(Reuters) – Qualcomm Inc on Friday received a license from the U.S. government to sell 4G mobile phone chips to China’s Huawei Technologies Co Ltd, an exemption to U.S. trade restrictions imposed amid rising tensions with China.
“We received a license for a number of products, which includes some 4G products,” a Qualcomm spokeswoman told Reuters.
Qualcomm and all other American semiconductor companies were forced to stop selling to the Chinese technology firm in September after U.S. trade restrictions took effect.
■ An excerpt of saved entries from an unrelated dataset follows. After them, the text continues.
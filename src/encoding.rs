// ABOUTME: Text encodings spoken by modems: UCS2 hex strings, the GSM 03.38 alphabet and septet packing
// ABOUTME: Every helper takes the charset explicitly; nothing reads a global encoding setting

use crate::datatypes::Charset;
use crate::error::{ModemError, ModemResult};
use crate::datatypes::ErrorKind;

const ESCAPE: u8 = 0x1B;

/// GSM 03.38 default alphabet, indexed by septet value.
const GSM_BASIC: &str = "@£$¥èéùìòÇ\nØø\rÅåΔ_ΦΓΛΩΠΨΣΘΞ\u{1b}ÆæßÉ !\"#¤%&'()*+,-./0123456789:;<=>?\
¡ABCDEFGHIJKLMNOPQRSTUVWXYZÄÖÑÜ§¿abcdefghijklmnopqrstuvwxyzäöñüà";

/// Extension table reached through the escape septet.
const GSM_EXTENSION: [(u8, char); 10] = [
    (0x0A, '\u{0c}'),
    (0x14, '^'),
    (0x28, '{'),
    (0x29, '}'),
    (0x2F, '\\'),
    (0x3C, '['),
    (0x3D, '~'),
    (0x3E, ']'),
    (0x40, '|'),
    (0x65, '€'),
];

/// Uppercase hex representation of `bytes`.
pub fn hex_encode(bytes: &[u8]) -> String {
    bytes.iter().map(|b| format!("{:02X}", b)).collect()
}

/// Decode a hex string, accepting either case. `None` on odd length or
/// non-hex digits.
pub fn hex_decode(s: &str) -> Option<Vec<u8>> {
    let s = s.trim();
    if s.len() % 2 != 0 {
        return None;
    }
    (0..s.len())
        .step_by(2)
        .map(|i| s.get(i..i + 2).and_then(|pair| u8::from_str_radix(pair, 16).ok()))
        .collect()
}

/// Encode `s` as UTF-16BE and return it as uppercase hex.
pub fn pack_ucs2_bytes(s: &str) -> String {
    let bytes: Vec<u8> = s.encode_utf16().flat_map(|unit| unit.to_be_bytes()).collect();
    hex_encode(&bytes)
}

/// Decode an UTF-16BE hex string.
pub fn unpack_ucs2_bytes(s: &str) -> ModemResult<String> {
    let bytes = hex_decode(s)
        .ok_or_else(|| ModemError::new(ErrorKind::CharsetError, format!("not hex: {:?}", s)))?;
    ucs2_from_bytes(&bytes)
}

/// Decode raw UTF-16BE octets.
pub fn ucs2_from_bytes(bytes: &[u8]) -> ModemResult<String> {
    if bytes.len() % 2 != 0 {
        return Err(ModemError::new(
            ErrorKind::CharsetError,
            "odd number of UCS2 octets",
        ));
    }
    let units: Vec<u16> = bytes
        .chunks_exact(2)
        .map(|pair| u16::from_be_bytes([pair[0], pair[1]]))
        .collect();
    String::from_utf16(&units)
        .map_err(|e| ModemError::new(ErrorKind::CharsetError, e.to_string()))
}

/// Whether `s` looks like an UCS2 hex string: it starts with `00` and
/// decodes cleanly.
pub fn check_if_ucs2(s: &str) -> bool {
    s.starts_with("00") && unpack_ucs2_bytes(s).is_ok()
}

/// Decode `s` from UCS2 if it is UCS2, otherwise return it unchanged.
pub fn from_ucs2(s: &str) -> String {
    if check_if_ucs2(s) {
        unpack_ucs2_bytes(s).unwrap_or_else(|_| s.to_string())
    } else {
        s.to_string()
    }
}

/// Encode a payload string for a modem running `charset`.
pub fn encode_text(s: &str, charset: Charset) -> String {
    match charset {
        Charset::Ucs2 => pack_ucs2_bytes(s),
        Charset::Ira | Charset::Gsm => s.to_string(),
    }
}

/// Decode a reply string from a modem running `charset`.
///
/// Under UCS2 any hex string made of whole code units is decoded,
/// whatever its first code point. Anything else comes back unchanged.
pub fn decode_text(s: &str, charset: Charset) -> String {
    match charset {
        Charset::Ucs2 if s.len() % 4 == 0 => {
            unpack_ucs2_bytes(s).unwrap_or_else(|_| s.to_string())
        }
        Charset::Ucs2 | Charset::Ira | Charset::Gsm => s.to_string(),
    }
}

/// Map `text` onto GSM 03.38 septets, escaping extension characters.
/// Returns `None` if any character is outside the alphabet.
pub fn encode_gsm7(text: &str) -> Option<Vec<u8>> {
    let mut septets = Vec::with_capacity(text.len());
    for ch in text.chars() {
        if let Some(pos) = GSM_BASIC.chars().position(|c| c == ch && c != '\u{1b}') {
            septets.push(pos as u8);
        } else if let Some((code, _)) = GSM_EXTENSION.iter().find(|(_, c)| *c == ch) {
            septets.push(ESCAPE);
            septets.push(*code);
        } else {
            return None;
        }
    }
    Some(septets)
}

/// Map GSM 03.38 septets back onto text.
pub fn decode_gsm7(septets: &[u8]) -> String {
    let mut out = String::with_capacity(septets.len());
    let mut iter = septets.iter().copied();
    while let Some(septet) = iter.next() {
        if septet == ESCAPE {
            match iter.next() {
                Some(code) => match GSM_EXTENSION.iter().find(|(c, _)| *c == code) {
                    Some((_, ch)) => out.push(*ch),
                    None => out.push(' '),
                },
                None => break,
            }
        } else if let Some(ch) = GSM_BASIC.chars().nth((septet & 0x7F) as usize) {
            out.push(ch);
        }
    }
    out
}

/// Whether every character of `text` is representable in GSM 03.38.
pub fn is_gsm7(text: &str) -> bool {
    encode_gsm7(text).is_some()
}

/// Pack septets into octets, least significant bit first, after
/// `fill_bits` leading padding bits.
pub fn pack_septets(septets: &[u8], fill_bits: usize) -> Vec<u8> {
    let total_bits = fill_bits + septets.len() * 7;
    let mut out = vec![0u8; total_bits.div_ceil(8)];
    for (i, septet) in septets.iter().enumerate() {
        let start = fill_bits + i * 7;
        for bit in 0..7 {
            if (septet >> bit) & 1 == 1 {
                let pos = start + bit;
                out[pos / 8] |= 1 << (pos % 8);
            }
        }
    }
    out
}

/// Unpack `count` septets from `data`, skipping `fill_bits` leading bits.
pub fn unpack_septets(data: &[u8], count: usize, fill_bits: usize) -> Vec<u8> {
    let mut out = Vec::with_capacity(count);
    for i in 0..count {
        let start = fill_bits + i * 7;
        let mut septet = 0u8;
        for bit in 0..7 {
            let pos = start + bit;
            match data.get(pos / 8) {
                Some(byte) if (byte >> (pos % 8)) & 1 == 1 => septet |= 1 << bit,
                Some(_) => {}
                None => return out,
            }
        }
        out.push(septet);
    }
    out
}

/// Decode a SIM phonebook name stored in one of the TS 31.101 annex A
/// UCS2 layouts (`80`, `81` or `82` prefixed hex).
pub fn unpack_ucs2_ts31101(hex: &str) -> ModemResult<String> {
    let bytes = hex_decode(hex)
        .ok_or_else(|| ModemError::new(ErrorKind::CharsetError, format!("not hex: {:?}", hex)))?;
    let bad = || ModemError::new(ErrorKind::CharsetError, format!("truncated name {:?}", hex));

    match bytes.first() {
        Some(0x80) => {
            let mut body = &bytes[1..];
            while body.len() >= 2 && body[body.len() - 2..] == [0xFF, 0xFF] {
                body = &body[..body.len() - 2];
            }
            ucs2_from_bytes(body)
        }
        Some(0x81) => {
            let len = *bytes.get(1).ok_or_else(bad)? as usize;
            let base = (*bytes.get(2).ok_or_else(bad)? as u32) << 7;
            decode_ts31101_body(bytes.get(3..).ok_or_else(bad)?, len, base)
        }
        Some(0x82) => {
            let len = *bytes.get(1).ok_or_else(bad)? as usize;
            let hi = *bytes.get(2).ok_or_else(bad)? as u32;
            let lo = *bytes.get(3).ok_or_else(bad)? as u32;
            decode_ts31101_body(bytes.get(4..).ok_or_else(bad)?, len, (hi << 8) | lo)
        }
        _ => Err(ModemError::new(
            ErrorKind::CharsetError,
            format!("unsupported name encoding {:?}", hex),
        )),
    }
}

fn decode_ts31101_body(body: &[u8], len: usize, base: u32) -> ModemResult<String> {
    let mut out = String::new();
    for byte in body.iter().take(len) {
        if byte & 0x80 == 0 {
            out.push_str(&decode_gsm7(&[*byte]));
        } else {
            let ch = char::from_u32(base + (*byte as u32 & 0x7F)).ok_or_else(|| {
                ModemError::new(ErrorKind::CharsetError, "invalid code point")
            })?;
            out.push(ch);
        }
    }
    Ok(out)
}

#[cfg(test)]
mod tests {
    use super::*;

    #[test]
    fn test_gsm_alphabet_size() {
        assert_eq!(GSM_BASIC.chars().count(), 128);
    }

    #[test]
    fn test_pack_ucs2_is_uppercase() {
        assert_eq!(pack_ucs2_bytes("*100#"), "002A0031003000300023");
        assert_eq!(pack_ucs2_bytes("ñ"), "00F1");
    }

    #[test]
    fn test_unpack_ucs2_is_case_insensitive() {
        assert_eq!(unpack_ucs2_bytes("00420061006c").unwrap(), "Bal");
        assert_eq!(unpack_ucs2_bytes("00420061006C").unwrap(), "Bal");
    }

    #[test]
    fn test_check_if_ucs2() {
        assert!(check_if_ucs2("0041"));
        assert!(!check_if_ucs2("4100"));
        assert!(!check_if_ucs2("00G1"));
        assert!(!check_if_ucs2("004"));
        assert_eq!(from_ucs2("+34600000000"), "+34600000000");
    }

    #[test]
    fn test_charset_round_trip() {
        for text in ["Hola", "€uro", "日本", ""] {
            let encoded = encode_text(text, Charset::Ucs2);
            assert_eq!(unpack_ucs2_bytes(&encoded).unwrap(), text);
        }
        assert_eq!(decode_text("plain", Charset::Ira), "plain");
    }

    #[test]
    fn test_ucs2_decodes_whatever_the_first_code_point() {
        for text in ["Анна", "日本語", "Ελλάδα", "Ana"] {
            let encoded = encode_text(text, Charset::Ucs2);
            assert_eq!(decode_text(&encoded, Charset::Ucs2), text);
        }
        assert_eq!(decode_text("0410043D043D0430", Charset::Ucs2), "Анна");
        assert_eq!(decode_text("+3460", Charset::Ucs2), "+3460");
        assert_eq!(decode_text("D800", Charset::Ucs2), "D800");
    }

    #[test]
    fn test_gsm7_escapes() {
        let septets = encode_gsm7("a{b}€").unwrap();
        assert_eq!(septets, vec![0x61, 0x1B, 0x28, 0x62, 0x1B, 0x29, 0x1B, 0x65]);
        assert_eq!(decode_gsm7(&septets), "a{b}€");
        assert!(encode_gsm7("日本").is_none());
    }

    #[test]
    fn test_septet_packing() {
        // "hellohello" from 3GPP TS 23.038 examples
        let septets = encode_gsm7("hellohello").unwrap();
        let packed = pack_septets(&septets, 0);
        assert_eq!(hex_encode(&packed), "E8329BFD4697D9EC37");
        assert_eq!(unpack_septets(&packed, 10, 0), septets);
    }

    #[test]
    fn test_septet_packing_with_fill_bits() {
        let septets = encode_gsm7("abc").unwrap();
        let packed = pack_septets(&septets, 1);
        assert_eq!(unpack_septets(&packed, 3, 1), septets);
    }

    #[test]
    fn test_ts31101_layouts() {
        assert_eq!(unpack_ucs2_ts31101("80004100420043FFFF").unwrap(), "ABC");
        // 0x81: two chars, base 0x0A << 7 = 0x0500, one GSM char then one UCS2 offset
        assert_eq!(unpack_ucs2_ts31101("81020A4181").unwrap(), "A\u{0501}");
        assert_eq!(unpack_ucs2_ts31101("8202050041C1").unwrap(), "A\u{0541}");
    }
}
The spokeswoman declined to comment on the specific 4G products Qualcomm can sell to Huawei but said they were related to mobile devices. Qualcomm has other license applications pending with the U.S. government, she said.
In the past Huawei was a relatively small chip customer for Qualcomm, which is the biggest supplier of mobile phone chips. Huawei used its own house-designed chips in its flagship handsets but used Qualcomm chips in lower-priced models.
Huawei’s potential to design its own chips was thwarted in September by U.S. trade restrictions that blocked its access to chip design software and fabrication tools. Industry analysts believe Huawei’s stockpile of chips purchased before the ban could run out early next year, crippling its smartphone business.
Bernstein analyst Stacy Rasgon said the Qualcomm license would have a “limited impact” because it covers only 4G chips while consumers are shifting to newer 5G devices. Rasgon said it is still unclear whether U.S. officials will grant Qualcomm licenses for 5G smartphone chips.
Representatives for Huawei and the U.S. Department of Commerce, which grants the licenses, declined to comment.
Other U.S. companies such as Micron Technology Inc were also stopped from selling to Huawei and have said they have applied for licenses. Intel Corp has also said it has a license to sell to Huawei.